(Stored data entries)
----

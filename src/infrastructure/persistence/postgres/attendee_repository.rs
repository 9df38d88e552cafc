//! # PostgreSQL Attendee Repository
//!
//! PostgreSQL implementation of [`AttendeeRepository`] over the `attendees` table.

use super::errors::store_error;
use crate::domain::entities::{Attendee, AttendeeDetails};
use crate::domain::value_objects::AttendeeId;
use crate::infrastructure::persistence::traits::{
    AttendeeRepository, RepositoryError, RepositoryResult,
};
use async_trait::async_trait;
use sqlx::PgPool;

/// PostgreSQL implementation of [`AttendeeRepository`].
///
/// Registrations of a deleted attendee are removed by `ON DELETE CASCADE`.
#[derive(Debug, Clone)]
pub struct PostgresAttendeeRepository {
    pool: PgPool,
}

impl PostgresAttendeeRepository {
    /// Creates a new repository over `pool`.
    #[must_use]
    pub fn new(pool: PgPool) -> Self {
        Self { pool }
    }
}

#[async_trait]
impl AttendeeRepository for PostgresAttendeeRepository {
    async fn list(&self) -> RepositoryResult<Vec<Attendee>> {
        let rows: Vec<AttendeeRow> = sqlx::query_as(
            r#"
            SELECT attendee_id, first_name, last_name, email
            FROM attendees
            ORDER BY last_name, first_name, attendee_id
            "#,
        )
        .fetch_all(&self.pool)
        .await
        .map_err(store_error)?;

        rows.into_iter().map(AttendeeRow::try_into_attendee).collect()
    }

    async fn get(&self, id: AttendeeId) -> RepositoryResult<Option<Attendee>> {
        let row: Option<AttendeeRow> = sqlx::query_as(
            r#"
            SELECT attendee_id, first_name, last_name, email
            FROM attendees
            WHERE attendee_id = $1
            "#,
        )
        .bind(id.get())
        .fetch_optional(&self.pool)
        .await
        .map_err(store_error)?;

        row.map(AttendeeRow::try_into_attendee).transpose()
    }

    async fn exists(&self, id: AttendeeId) -> RepositoryResult<bool> {
        let (exists,): (bool,) =
            sqlx::query_as("SELECT EXISTS (SELECT 1 FROM attendees WHERE attendee_id = $1)")
                .bind(id.get())
                .fetch_one(&self.pool)
                .await
                .map_err(store_error)?;

        Ok(exists)
    }

    async fn create(&self, details: &AttendeeDetails) -> RepositoryResult<Attendee> {
        let (id,): (i64,) = sqlx::query_as(
            r#"
            INSERT INTO attendees (first_name, last_name, email)
            VALUES ($1, $2, $3)
            RETURNING attendee_id
            "#,
        )
        .bind(details.first_name())
        .bind(details.last_name())
        .bind(details.email().as_str())
        .fetch_one(&self.pool)
        .await
        .map_err(store_error)?;

        Ok(Attendee::new(AttendeeId::new(id), details.clone()))
    }

    async fn update(
        &self,
        id: AttendeeId,
        details: &AttendeeDetails,
    ) -> RepositoryResult<Option<Attendee>> {
        let result = sqlx::query(
            r#"
            UPDATE attendees
            SET first_name = $1, last_name = $2, email = $3
            WHERE attendee_id = $4
            "#,
        )
        .bind(details.first_name())
        .bind(details.last_name())
        .bind(details.email().as_str())
        .bind(id.get())
        .execute(&self.pool)
        .await
        .map_err(store_error)?;

        if result.rows_affected() == 0 {
            return Ok(None);
        }
        Ok(Some(Attendee::new(id, details.clone())))
    }

    async fn delete(&self, id: AttendeeId) -> RepositoryResult<bool> {
        let result = sqlx::query("DELETE FROM attendees WHERE attendee_id = $1")
            .bind(id.get())
            .execute(&self.pool)
            .await
            .map_err(store_error)?;

        Ok(result.rows_affected() > 0)
    }
}

/// Row type for attendee queries.
#[derive(Debug, sqlx::FromRow)]
struct AttendeeRow {
    attendee_id: i64,
    first_name: String,
    last_name: String,
    email: String,
}

impl AttendeeRow {
    /// Converts the row into an Attendee.
    fn try_into_attendee(self) -> RepositoryResult<Attendee> {
        let details = AttendeeDetails::new(&self.first_name, &self.last_name, &self.email)
            .map_err(|e| {
                RepositoryError::internal(format!("attendee {}: {e}", self.attendee_id))
            })?;
        Ok(Attendee::new(AttendeeId::new(self.attendee_id), details))
    }
}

----

--- ABOUT THIS EXERCISE ---
Return the entries above exactly as they appear.

--- SOLUTION TO THIS TASK ---
filename src/infrastructure/persistence/postgres/attendee_repository.rs
repository 9df38d88e552cafc
//! # PostgreSQL Attendee Repository
//!
//! PostgreSQL implementation of [`AttendeeRepository`] over the `attendees` table.

use super::errors::store_error;
use crate::domain::entities::{Attendee, AttendeeDetails};
use crate::domain::value_objects::AttendeeId;
use crate::infrastructure::persistence::traits::{
    AttendeeRepository, RepositoryError, RepositoryResult,
};
use async_trait::async_trait;
use sqlx::PgPool;

/// PostgreSQL implementation of [`AttendeeRepository`].
///
/// Registrations of a deleted attendee are removed by `ON DELETE CASCADE`.
#[derive(Debug, Clone)]
pub struct PostgresAttendeeRepository {
    pool: PgPool,
}

impl PostgresAttendeeRepository {
    /// Creates a new repository over `pool`.
    #[must_use]
    pub fn new(pool: PgPool) -> Self {
        Self { pool }
    }
}

#[async_trait]
impl AttendeeRepository for PostgresAttendeeRepository {
    async fn list(&self) -> RepositoryResult<Vec<Attendee>> {
        let rows: Vec<AttendeeRow> = sqlx::query_as(
            r#"
            SELECT attendee_id, first_name, last_name, email
            FROM attendees
            ORDER BY last_name, first_name, attendee_id
            "#,
        )
        .fetch_all(&self.pool)
        .await
        .map_err(store_error)?;

        rows.into_iter().map(AttendeeRow::try_into_attendee).collect()
    }

    async fn get(&self, id: AttendeeId) -> RepositoryResult<Option<Attendee>> {
        let row: Option<AttendeeRow> = sqlx::query_as(
            r#"
            SELECT attendee_id, first_name, last_name, email
            FROM attendees
            WHERE attendee_id = $1
            "#,
        )
        .bind(id.get())
        .fetch_optional(&self.pool)
        .await
        .map_err(store_error)?;

        row.map(AttendeeRow::try_into_attendee).transpose()
    }

    async fn exists(&self, id: AttendeeId) -> RepositoryResult<bool> {
        let (exists,): (bool,) =
            sqlx::query_as("SELECT EXISTS (SELECT 1 FROM attendees WHERE attendee_id = $1)")
                .bind(id.get())
                .fetch_one(&self.pool)
                .await
                .map_err(store_error)?;

        Ok(exists)
    }

    async fn create(&self, details: &AttendeeDetails) -> RepositoryResult<Attendee> {
        let (id,): (i64,) = sqlx::query_as(
            r#"
            INSERT INTO attendees (first_name, last_name, email)
            VALUES ($1, $2, $3)
            RETURNING attendee_id
            "#,
        )
        .bind(details.first_name())
        .bind(details.last_name())
        .bind(details.email().as_str())
        .fetch_one(&self.pool)
        .await
        .map_err(store_error)?;

        Ok(Attendee::new(AttendeeId::new(id), details.clone()))
    }

    async fn update(
        &self,
        id: AttendeeId,
        details: &AttendeeDetails,
    ) -> RepositoryResult<Option<Attendee>> {
        let result = sqlx::query(
            r#"
            UPDATE attendees
            SET first_name = $1, last_name = $2, email = $3
            WHERE attendee_id = $4
            "#,
        )
        .bind(details.first_name())
        .bind(details.last_name())
        .bind(details.email().as_str())
        .bind(id.get())
        .execute(&self.pool)
        .await
        .map_err(store_error)?;

        if result.rows_affected() == 0 {
            return Ok(None);
        }
        Ok(Some(Attendee::new(id, details.clone())))
    }

    async fn delete(&self, id: AttendeeId) -> RepositoryResult<bool> {
        let result = sqlx::query("DELETE FROM attendees WHERE attendee_id = $1")
            .bind(id.get())
            .execute(&self.pool)
            .await
            .map_err(store_error)?;

        Ok(result.rows_affected() > 0)
    }
}

/// Row type for attendee queries.
#[derive(Debug, sqlx::FromRow)]
struct AttendeeRow {
    attendee_id: i64,
    first_name: String,
    last_name: String,
    email: String,
}

impl AttendeeRow {
    /// Converts the row into an Attendee.
    fn try_into_attendee(self) -> RepositoryResult<Attendee> {
        let details = AttendeeDetails::new(&self.first_name, &self.last_name, &self.email)
            .map_err(|e| {
                RepositoryError::internal(format!("attendee {}: {e}", self.attendee_id))
            })?;
        Ok(Attendee::new(AttendeeId::new(self.attendee_id), details))
    }
}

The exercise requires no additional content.